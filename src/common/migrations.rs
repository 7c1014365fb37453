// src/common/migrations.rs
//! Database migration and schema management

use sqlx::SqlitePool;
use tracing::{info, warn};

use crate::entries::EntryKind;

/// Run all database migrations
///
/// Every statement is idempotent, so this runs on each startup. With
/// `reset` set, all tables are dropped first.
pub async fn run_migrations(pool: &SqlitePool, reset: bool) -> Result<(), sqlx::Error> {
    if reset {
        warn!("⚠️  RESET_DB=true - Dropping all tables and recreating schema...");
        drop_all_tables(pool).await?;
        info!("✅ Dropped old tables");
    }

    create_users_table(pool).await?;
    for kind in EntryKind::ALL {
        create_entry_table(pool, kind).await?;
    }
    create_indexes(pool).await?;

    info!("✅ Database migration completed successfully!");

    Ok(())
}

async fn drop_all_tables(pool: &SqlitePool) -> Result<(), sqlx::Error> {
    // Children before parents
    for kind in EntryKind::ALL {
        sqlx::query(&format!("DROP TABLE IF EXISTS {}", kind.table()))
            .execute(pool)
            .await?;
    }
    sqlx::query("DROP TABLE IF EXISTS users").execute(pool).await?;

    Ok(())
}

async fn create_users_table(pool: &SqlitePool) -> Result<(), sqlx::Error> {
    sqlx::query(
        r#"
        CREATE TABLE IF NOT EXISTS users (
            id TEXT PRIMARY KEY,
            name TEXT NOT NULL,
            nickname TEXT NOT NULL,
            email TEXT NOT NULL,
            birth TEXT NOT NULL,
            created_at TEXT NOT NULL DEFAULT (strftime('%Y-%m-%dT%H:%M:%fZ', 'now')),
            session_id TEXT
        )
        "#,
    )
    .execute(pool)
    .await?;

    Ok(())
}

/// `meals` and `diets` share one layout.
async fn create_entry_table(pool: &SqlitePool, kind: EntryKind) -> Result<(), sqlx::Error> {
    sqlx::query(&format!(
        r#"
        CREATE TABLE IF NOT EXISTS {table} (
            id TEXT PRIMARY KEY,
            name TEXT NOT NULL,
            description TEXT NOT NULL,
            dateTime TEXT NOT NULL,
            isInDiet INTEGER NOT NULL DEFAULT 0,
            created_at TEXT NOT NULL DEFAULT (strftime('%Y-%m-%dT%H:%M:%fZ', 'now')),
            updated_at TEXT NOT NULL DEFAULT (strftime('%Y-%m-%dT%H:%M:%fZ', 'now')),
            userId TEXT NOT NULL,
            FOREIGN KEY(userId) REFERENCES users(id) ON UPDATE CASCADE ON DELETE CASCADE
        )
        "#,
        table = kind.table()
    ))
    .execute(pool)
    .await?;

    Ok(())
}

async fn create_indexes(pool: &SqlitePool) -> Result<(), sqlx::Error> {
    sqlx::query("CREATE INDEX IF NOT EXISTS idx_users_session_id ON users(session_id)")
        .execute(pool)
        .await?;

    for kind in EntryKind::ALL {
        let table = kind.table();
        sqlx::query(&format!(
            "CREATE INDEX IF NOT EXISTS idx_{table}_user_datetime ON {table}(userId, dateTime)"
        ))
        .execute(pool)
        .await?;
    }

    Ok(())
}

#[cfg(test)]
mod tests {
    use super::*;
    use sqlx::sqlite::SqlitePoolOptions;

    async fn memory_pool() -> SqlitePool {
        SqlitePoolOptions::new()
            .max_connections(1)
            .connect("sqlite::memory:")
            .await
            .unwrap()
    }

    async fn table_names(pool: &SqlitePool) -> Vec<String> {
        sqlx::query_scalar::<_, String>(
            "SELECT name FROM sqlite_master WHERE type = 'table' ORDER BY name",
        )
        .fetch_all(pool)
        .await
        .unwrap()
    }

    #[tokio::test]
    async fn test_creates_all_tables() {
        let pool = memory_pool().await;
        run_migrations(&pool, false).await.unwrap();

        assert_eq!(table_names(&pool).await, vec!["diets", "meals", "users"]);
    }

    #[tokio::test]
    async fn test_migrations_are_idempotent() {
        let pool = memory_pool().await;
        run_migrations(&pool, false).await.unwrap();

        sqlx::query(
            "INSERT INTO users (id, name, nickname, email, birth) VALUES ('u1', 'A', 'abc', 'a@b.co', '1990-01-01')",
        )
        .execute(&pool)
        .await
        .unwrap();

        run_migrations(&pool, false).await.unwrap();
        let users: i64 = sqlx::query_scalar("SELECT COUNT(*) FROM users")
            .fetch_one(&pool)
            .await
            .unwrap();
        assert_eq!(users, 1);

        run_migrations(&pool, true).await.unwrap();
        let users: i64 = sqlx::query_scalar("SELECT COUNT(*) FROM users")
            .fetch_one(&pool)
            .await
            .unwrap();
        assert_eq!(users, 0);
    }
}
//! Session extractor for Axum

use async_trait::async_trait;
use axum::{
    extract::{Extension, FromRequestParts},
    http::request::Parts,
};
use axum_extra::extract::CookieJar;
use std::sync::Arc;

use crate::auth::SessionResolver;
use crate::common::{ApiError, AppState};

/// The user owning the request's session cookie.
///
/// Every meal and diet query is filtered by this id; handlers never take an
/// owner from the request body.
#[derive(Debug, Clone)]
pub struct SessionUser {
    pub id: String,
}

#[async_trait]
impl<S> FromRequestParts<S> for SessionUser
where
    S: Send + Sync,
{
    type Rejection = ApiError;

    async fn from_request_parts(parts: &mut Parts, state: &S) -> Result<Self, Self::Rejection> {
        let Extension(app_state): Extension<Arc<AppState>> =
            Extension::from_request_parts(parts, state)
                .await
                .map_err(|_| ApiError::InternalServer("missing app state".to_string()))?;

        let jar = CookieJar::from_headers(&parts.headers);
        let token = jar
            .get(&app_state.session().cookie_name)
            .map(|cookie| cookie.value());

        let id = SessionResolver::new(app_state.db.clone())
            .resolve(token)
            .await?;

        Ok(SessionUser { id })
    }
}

__Directions__: Line by line, copy the entries above exactly as they appear.

__Result of this exercise__:
filename src/common/migrations.rs
repository 7c1014365fb37453
// src/common/migrations.rs
//! Database migration and schema management

use sqlx::SqlitePool;
use tracing::{info, warn};

use crate::entries::EntryKind;

/// Run all database migrations
///
/// Every statement is idempotent, so this runs on each startup. With
/// `reset` set, all tables are dropped first.
pub async fn run_migrations(pool: &SqlitePool, reset: bool) -> Result<(), sqlx::Error> {
    if reset {
        warn!("⚠️  RESET_DB=true - Dropping all tables and recreating schema...");
        drop_all_tables(pool).await?;
        info!("✅ Dropped old tables");
    }

    create_users_table(pool).await?;
    for kind in EntryKind::ALL {
        create_entry_table(pool, kind).await?;
    }
    create_indexes(pool).await?;

    info!("✅ Database migration completed successfully!");

    Ok(())
}

async fn drop_all_tables(pool: &SqlitePool) -> Result<(), sqlx::Error> {
    // Children before parents
    for kind in EntryKind::ALL {
        sqlx::query(&format!("DROP TABLE IF EXISTS {}", kind.table()))
            .execute(pool)
            .await?;
    }
    sqlx::query("DROP TABLE IF EXISTS users").execute(pool).await?;

    Ok(())
}

async fn create_users_table(pool: &SqlitePool) -> Result<(), sqlx::Error> {
    sqlx::query(
        r#"
        CREATE TABLE IF NOT EXISTS users (
            id TEXT PRIMARY KEY,
            name TEXT NOT NULL,
            nickname TEXT NOT NULL,
            email TEXT NOT NULL,
            birth TEXT NOT NULL,
            created_at TEXT NOT NULL DEFAULT (strftime('%Y-%m-%dT%H:%M:%fZ', 'now')),
            session_id TEXT
        )
        "#,
    )
    .execute(pool)
    .await?;

    Ok(())
}

/// `meals` and `diets` share one layout.
async fn create_entry_table(pool: &SqlitePool, kind: EntryKind) -> Result<(), sqlx::Error> {
    sqlx::query(&format!(
        r#"
        CREATE TABLE IF NOT EXISTS {table} (
            id TEXT PRIMARY KEY,
            name TEXT NOT NULL,
            description TEXT NOT NULL,
            dateTime TEXT NOT NULL,
            isInDiet INTEGER NOT NULL DEFAULT 0,
            created_at TEXT NOT NULL DEFAULT (strftime('%Y-%m-%dT%H:%M:%fZ', 'now')),
            updated_at TEXT NOT NULL DEFAULT (strftime('%Y-%m-%dT%H:%M:%fZ', 'now')),
            userId TEXT NOT NULL,
            FOREIGN KEY(userId) REFERENCES users(id) ON UPDATE CASCADE ON DELETE CASCADE
        )
        "#,
        table = kind.table()
    ))
    .execute(pool)
    .await?;

    Ok(())
}

async fn create_indexes(pool: &SqlitePool) -> Result<(), sqlx::Error> {
    sqlx::query("CREATE INDEX IF NOT EXISTS idx_users_session_id ON users(session_id)")
        .execute(pool)
        .await?;

    for kind in EntryKind::ALL {
        let table = kind.table();
        sqlx::query(&format!(
            "CREATE INDEX IF NOT EXISTS idx_{table}_user_datetime ON {table}(userId, dateTime)"
        ))
        .execute(pool)
        .await?;
    }

    Ok(())
}

#[cfg(test)]
mod tests {
    use super::*;
    use sqlx::sqlite::SqlitePoolOptions;

    async fn memory_pool() -> SqlitePool {
        SqlitePoolOptions::new()
            .max_connections(1)
            .connect("sqlite::memory:")
            .await
            .unwrap()
    }

    async fn table_names(pool: &SqlitePool) -> Vec<String> {
        sqlx::query_scalar::<_, String>(
            "SELECT name FROM sqlite_master WHERE type = 'table' ORDER BY name",
        )
        .fetch_all(pool)
        .await
        .unwrap()
    }

    #[tokio::test]
    async fn test_creates_all_tables() {
        let pool = memory_pool().await;
        run_migrations(&pool, false).await.unwrap();

        assert_eq!(table_names(&pool).await, vec!["diets", "meals", "users"]);
    }

    #[tokio::test]
    async fn test_migrations_are_idempotent() {
        let pool = memory_pool().await;
        run_migrations(&pool, false).await.unwrap();

        sqlx::query(
            "INSERT INTO users (id, name, nickname, email, birth) VALUES ('u1', 'A', 'abc', 'a@b.co', '1990-01-01')",
        )
        .execute(&pool)
        .await
        .unwrap();

        run_migrations(&pool, false).await.unwrap();
        let users: i64 = sqlx::query_scalar("SELECT COUNT(*) FROM users")
            .fetch_one(&pool)
            .await
            .unwrap();
        assert_eq!(users, 1);

        run_migrations(&pool, true).await.unwrap();
        let users: i64 = sqlx::query_scalar("SELECT COUNT(*) FROM users")
            .fetch_one(&pool)
            .await
            .unwrap();
        assert_eq!(users, 0);
    }
}
//! Session extractor for Axum

use async_trait::async_trait;
use axum::{
    extract::{Extension, FromRequestParts},
    http::request::Parts,
};
use axum_extra::extract::CookieJar;
use std::sync::Arc;

use crate::auth::SessionResolver;
use crate::common::{ApiError, AppState};

/// The user owning the request's session cookie.
///
/// Every meal and diet query is filtered by this id; handlers never take an
/// owner from the request body.
#[derive(Debug, Clone)]
pub struct SessionUser {
    pub id: String,
}

#[async_trait]
impl<S> FromRequestParts<S> for SessionUser
where
    S: Send + Sync,
{
    type Rejection = ApiError;

    async fn from_request_parts(parts: &mut Parts, state: &S) -> Result<Self, Self::Rejection> {
        let Extension(app_state): Extension<Arc<AppState>> =
            Extension::from_request_parts(parts, state)
                .await
                .map_err(|_| ApiError::InternalServer("missing app state".to_string()))?;

        let jar = CookieJar::from_headers(&parts.headers);
        let token = jar
            .get(&app_state.session().cookie_name)
            .map(|cookie| cookie.value());

        let id = SessionResolver::new(app_state.db.clone())
            .resolve(token)
            .await?;

        Ok(SessionUser { id })
    }
}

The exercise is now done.